Slider Revolution Sensitive Information Disclosure Vulnerability

A vulnerability allowing sensitive information disclosure exists in the Slider Revolution plugin for WordPress, affecting versions through 7.0.10. This issue arises from three main design flaws: first, the plugin unintentionally exposes a valid backend AJAX nonce (revslider_actions) to all authenticated users, including Subscribers, through the admin_footer hook. Second, the wordpress.create.image_from_url action is improperly allowlisted for general use, bypassing necessary administrator-only restrictions. Third, the create_wordpress_image_from_url() function can be exploited by sending an attacker-controlled URL, which is then processed by import_media(). The vulnerability allows paths or URLs to be read from the local filesystem and copied into a publicly accessible directory, with the potential for reading sensitive file types.

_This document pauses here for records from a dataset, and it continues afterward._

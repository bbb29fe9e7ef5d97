//! Default values and constants for all configuration settings.
//!
//! Contains all `DEFAULT_*` constants and the `ConfigFile::default()`
//! implementation.

use super::settings::*;
use crate::client::{DEFAULT_BACKEND_URL, DEFAULT_TIMEOUT_SECS, DEFAULT_TRAJECTORY_LIMIT};
use crate::demo::{
    DEFAULT_ARRIVAL_THRESHOLD, DEFAULT_BLEND, DEFAULT_DT, DEFAULT_GAIN, DEFAULT_TICK_MS,
};

// =============================================================================
// Filter defaults
// =============================================================================

/// Default process noise Q.
pub const DEFAULT_PROCESS_NOISE: f64 = 0.5;

/// Default measurement noise R.
pub const DEFAULT_MEASUREMENT_NOISE: f64 = 2.0;

// =============================================================================
// Jamming defaults
// =============================================================================

/// Jamming starts 3 s into the run, matching the backend schedule.
pub const DEFAULT_JAM_START: f64 = 3.0;

/// Jamming ends 6 s into the run.
pub const DEFAULT_JAM_END: f64 = 6.0;

// =============================================================================
// Logging defaults
// =============================================================================

/// Log file name inside the config directory.
pub const DEFAULT_LOG_FILE_NAME: &str = "navden.log";

// =============================================================================
// ConfigFile::default()
// =============================================================================

impl Default for ConfigFile {
    fn default() -> Self {
        let config_dir = super::file::config_directory();

        Self {
            backend: BackendSettings {
                url: DEFAULT_BACKEND_URL.to_string(),
                timeout_secs: DEFAULT_TIMEOUT_SECS,
                trajectory_limit: DEFAULT_TRAJECTORY_LIMIT,
            },
            filter: FilterSettings {
                process_noise: DEFAULT_PROCESS_NOISE,
                measurement_noise: DEFAULT_MEASUREMENT_NOISE,
            },
            jamming: JammingSettings {
                enabled: true,
                start: DEFAULT_JAM_START,
                end: DEFAULT_JAM_END,
            },
            demo: DemoSettings {
                dt: DEFAULT_DT,
                gain: DEFAULT_GAIN,
                arrival_threshold: DEFAULT_ARRIVAL_THRESHOLD,
                blend: DEFAULT_BLEND,
                tick_ms: DEFAULT_TICK_MS,
                seed: None,
            },
            logging: LoggingSettings {
                file: config_dir.join(DEFAULT_LOG_FILE_NAME),
            },
        }
    }
}
//! Terminal UI for NAVDEN.
//!
//! A live dashboard over a [`navden::session::DashboardSession`]: flight
//! path, telemetry, mission progress, and error/confidence charts.

pub mod dashboard;
pub mod widgets;

pub use dashboard::{Dashboard, DashboardConfig, DashboardEvent};
//! Configuration for the NAVDEN client.
//!
//! Settings live in `~/.navden/config.ini`, one INI section per concern:
//!
//! | Section     | Purpose                                          |
//! |-------------|--------------------------------------------------|
//! | `[backend]` | REST base URL, request timeout, trajectory limit |
//! | `[filter]`  | Estimator noise Q and R                          |
//! | `[jamming]` | GPS jamming schedule                             |
//! | `[demo]`    | Local guidance loop parameters                   |
//! | `[logging]` | Log file location                                |
//!
//! A missing file or section falls back to the defaults in [`defaults`].
//!
//! # Example
//!
//! ```
//! use navden::config::{ConfigFile, ConfigKey};
//!
//! let mut config = ConfigFile::default();
//! ConfigKey::JammingEnd.set(&mut config, "8.5").unwrap();
//! assert_eq!(config.jamming.end, 8.5);
//! assert!(config.validate().is_ok());
//! ```

pub mod defaults;
mod file;
mod keys;
mod parser;
mod settings;
mod validation;
mod writer;

pub use file::{config_directory, config_file_path, ConfigFileError};
pub use keys::{ConfigKey, ConfigKeyError};
pub use settings::{
    BackendSettings, ConfigFile, DemoSettings, FilterSettings, JammingSettings, LoggingSettings,
};
pub use validation::SettingsError;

This exploitation enables authenticated users with Subscriber-level access and above to access and read server files with non-blacklisted extensions by having those files copied to a public URL.

Impact

Exploitation of this vulnerability could lead to unauthorized access to sensitive information stored in server files, such as database backups or configuration files, by allowing authenticated users to read these files through the WordPress media handling functions.

Remediation

Users are advised to update the Slider Revolution plugin to version 7.0.11 or a newer patched version.